O diagnóstico do primeiro filho dela chegou com 1 ano e 1 mês de idade. Do segundo filho, logo no primeiro mês de vida. Ela também fez a ressalva de que tem condições privilegiadas de acesso à saúde. “A forma como acessamos diagnóstico, tratamento e acompanhamento no Brasil ainda é profundamente desigual”, ponderou Joana Brauer. Ela e os demais participantes da reunião pública elogiaram a atuação do Hemocentro de Brasília.
“Eu quero reforçar a importância dos medicamentos, que atualmente estão disponíveis pelo SUS. Não é um favor. É um direito nosso. É um direito fundamental e é dever do Estado nos garantir acesso à saúde”, defendeu Joana. Hoje o Hemocentro de Brasília atende cerca de 900 pacientes com coagulopatias, para os quais disponibiliza o serviço de entrega de medicamentos em casa. A doação de sangue é fundamental para a produção dos tratamentos.

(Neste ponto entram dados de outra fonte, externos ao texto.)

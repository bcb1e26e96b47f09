//! KiCad schematic model on top of the generic syntax tree.
//!
//! - [`Property`] - a `(property "Name" "Value" ...)` field
//! - [`Symbol`] - a component instance holding properties
//! - [`Schematic`] - a whole `.kicad_sch` file and its bulk operations

pub mod diagnostics;
mod document;
pub mod fields;
mod property;
mod symbol;

pub use diagnostics::{Diagnostic, DiagnosticCollector, Severity, codes};
pub use document::{
    MatchRecord, RenameMode, Schematic, SchematicConfig, SchematicSpecializer, UpdateReport,
};
pub use property::{PROPERTY_TAG, Property};
pub use symbol::{FieldError, PropertyUpdate, SYMBOL_TAG, Symbol};
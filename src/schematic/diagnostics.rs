//! Diagnostics: reported-and-continue conditions of bulk operations.
//!
//! Bulk operations never stop on these; they collect them and hand them
//! back so the caller decides whether to log, count, or abort.

use std::fmt;

// ============================================================================
// DIAGNOSTIC TYPES
// ============================================================================

/// Severity level of a diagnostic.
#[derive(Clone, Copy, Debug, PartialEq, Eq, Hash, PartialOrd, Ord)]
pub enum Severity {
    Error,
    Warning,
}

impl fmt::Display for Severity {
    fn fmt(&self, f: &mut fmt::Formatter<'_>) -> fmt::Result {
        match self {
            Severity::Error => f.write_str("error"),
            Severity::Warning => f.write_str("warning"),
        }
    }
}

/// One condition about one symbol.
#[derive(Clone, Debug, PartialEq, Eq)]
pub struct Diagnostic {
    pub severity: Severity,
    /// Stable code, see [`codes`].
    pub code: &'static str,
    /// Reference designator of the symbol concerned (may be empty).
    pub reference: String,
    /// Field concerned, if any.
    pub field: Option<String>,
    pub message: String,
}

impl Diagnostic {
    pub fn error(code: &'static str, reference: &str, message: impl Into<String>) -> Self {
        Self {
            severity: Severity::Error,
            code,
            reference: reference.to_owned(),
            field: None,
            message: message.into(),
        }
    }

    pub fn warning(code: &'static str, reference: &str, message: impl Into<String>) -> Self {
        Self {
            severity: Severity::Warning,
            ..Self::error(code, reference, message)
        }
    }

    /// Set the field this diagnostic is about.
    pub fn with_field(mut self, field: impl Into<String>) -> Self {
        self.field = Some(field.into());
        self
    }

    pub fn is_error(&self) -> bool {
        self.severity == Severity::Error
    }
}

impl fmt::Display for Diagnostic {
    fn fmt(&self, f: &mut fmt::Formatter<'_>) -> fmt::Result {
        write!(f, "{}[{}] {}", self.severity, self.code, self.reference)?;
        if let Some(field) = &self.field {
            write!(f, " ({field})")?;
        }
        write!(f, ": {}", self.message)
    }
}

// ============================================================================
// DIAGNOSTIC CODES
// ============================================================================

/// Standard diagnostic codes.
pub mod codes {
    /// No database row matched a non-special symbol.
    pub const NO_MATCH: &str = "E0001";
    /// Removal of a reserved-prefix field was refused.
    pub const PROTECTED_FIELD: &str = "E0002";

    /// Symbol has several properties with the same name.
    pub const DUPLICATE_PROPERTY: &str = "W0001";
    /// Symbol has no Reference property.
    pub const MISSING_REFERENCE: &str = "W0002";
}

// ============================================================================
// DIAGNOSTIC COLLECTOR
// ============================================================================

/// Collects diagnostics during a bulk operation.
#[derive(Clone, Debug, Default)]
pub struct DiagnosticCollector {
    diagnostics: Vec<Diagnostic>,
}

impl DiagnosticCollector {
    pub fn new() -> Self {
        Self::default()
    }

    pub fn add(&mut self, diagnostic: Diagnostic) {
        self.diagnostics.push(diagnostic);
    }

    /// No database row matched the symbol.
    pub fn no_match(&mut self, reference: &str) {
        self.add(Diagnostic::error(
            codes::NO_MATCH,
            reference,
            "no match found in the component database",
        ));
    }

    /// Removing `field` was refused.
    pub fn protected_field(&mut self, reference: &str, field: &str) {
        self.add(
            Diagnostic::error(codes::PROTECTED_FIELD, reference, "cannot remove a protected field")
                .with_field(field),
        );
    }

    /// `field` appears more than once; the last one is used for matching.
    pub fn duplicate_property(&mut self, reference: &str, field: &str) {
        self.add(
            Diagnostic::warning(
                codes::DUPLICATE_PROPERTY,
                reference,
                "duplicate property, the last one is used",
            )
            .with_field(field),
        );
    }

    pub fn missing_reference(&mut self) {
        self.add(Diagnostic::warning(
            codes::MISSING_REFERENCE,
            "",
            "symbol has no Reference property",
        ));
    }

    pub fn diagnostics(&self) -> &[Diagnostic] {
        &self.diagnostics
    }

    pub fn has_errors(&self) -> bool {
        self.diagnostics.iter().any(Diagnostic::is_error)
    }

    pub fn len(&self) -> usize {
        self.diagnostics.len()
    }

    pub fn is_empty(&self) -> bool {
        self.diagnostics.is_empty()
    }

    pub fn finish(self) -> Vec<Diagnostic> {
        self.diagnostics
    }
}

#[cfg(test)]
mod tests {
    use super::*;

    #[test]
    fn test_diagnostic_display() {
        let diag = Diagnostic::error(codes::PROTECTED_FIELD, "R1", "cannot remove a protected field")
            .with_field("ki_keywords");
        assert_eq!(
            diag.to_string(),
            "error[E0002] R1 (ki_keywords): cannot remove a protected field"
        );
    }

    #[test]
    fn test_collector() {
        let mut collector = DiagnosticCollector::new();
        assert!(collector.is_empty());

        collector.duplicate_property("R1", "MPN");
        assert!(!collector.has_errors());

        collector.no_match("R2");
        assert!(collector.has_errors());
        assert_eq!(collector.len(), 2);

        let diagnostics = collector.finish();
        assert_eq!(diagnostics[1].code, codes::NO_MATCH);
        assert_eq!(diagnostics[1].reference, "R2");
        assert_eq!(diagnostics[0].severity, Severity::Warning);
    }
}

O paciente hemofílico Ramiro de Souza contou sobre os avanços ao longo do tempo. Ele nasceu em 1986 e foi diagnosticado com dois meses de vida. Devido a reações aos medicamentos disponíveis na época, ele passou 15 anos sem tratamento adequado. Isso gerou uma das principais complicações da hemofilia: sangramentos internos que danificam as articulações. Ele teve sequelas na mão direita e no quadril, entre outros problemas.

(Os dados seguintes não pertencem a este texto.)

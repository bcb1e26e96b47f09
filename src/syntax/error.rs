//! Fatal syntax errors.

use thiserror::Error;

use crate::base::{LineCol, LineIndex, TextSize};

/// What went wrong while reading the text.
#[derive(Clone, Copy, Debug, PartialEq, Eq, Hash, Error)]
pub enum SyntaxErrorKind {
    #[error("unexpected end of input")]
    UnexpectedEof,
    #[error("unexpected closing delimiter")]
    UnexpectedClose,
    #[error("unterminated string")]
    UnterminatedString,
    #[error("expected a name after '('")]
    MissingName,
    #[error("expected '(' at start of document")]
    ExpectedOpen,
    #[error("unexpected input after the end of the document")]
    TrailingInput,
}

/// A malformed-input error. There is no recovery: the parse is abandoned.
#[derive(Clone, Debug, PartialEq, Eq, Error)]
#[error("{kind} at {position}")]
pub struct SyntaxError {
    pub kind: SyntaxErrorKind,
    /// Byte offset of the offending token.
    pub offset: TextSize,
    /// Line/column of the offending token.
    pub position: LineCol,
}

impl SyntaxError {
    pub(crate) fn at(kind: SyntaxErrorKind, text: &str, offset: TextSize) -> Self {
        Self {
            kind,
            offset,
            position: LineIndex::new(text).line_col(offset),
        }
    }

    /// An end-of-input error pointing just past the last byte.
    pub(crate) fn eof(text: &str) -> Self {
        Self::at(SyntaxErrorKind::UnexpectedEof, text, TextSize::of(text))
    }
}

Ramiro de Souza conta que a melhoria do tratamento permitiu uma nova perspectiva de vida, proporcionando condições para ele conseguir trabalhar. “A profilaxia e a medicação que foi evoluindo no período, desde a década de 80 até hoje, me proporcionou recuperar parte do que perdi lá atrás. Hoje as crianças que nascem hemofílicas ou com alguma coagulopatia têm uma qualidade de vida muito superior, uma qualidade de vida praticamente normal em relação a uma pessoa que não tenha deficiência de coagulopatia”, avaliou.
A reunião pública completa está disponível no canal do Youtube da TV Câmara Distrital.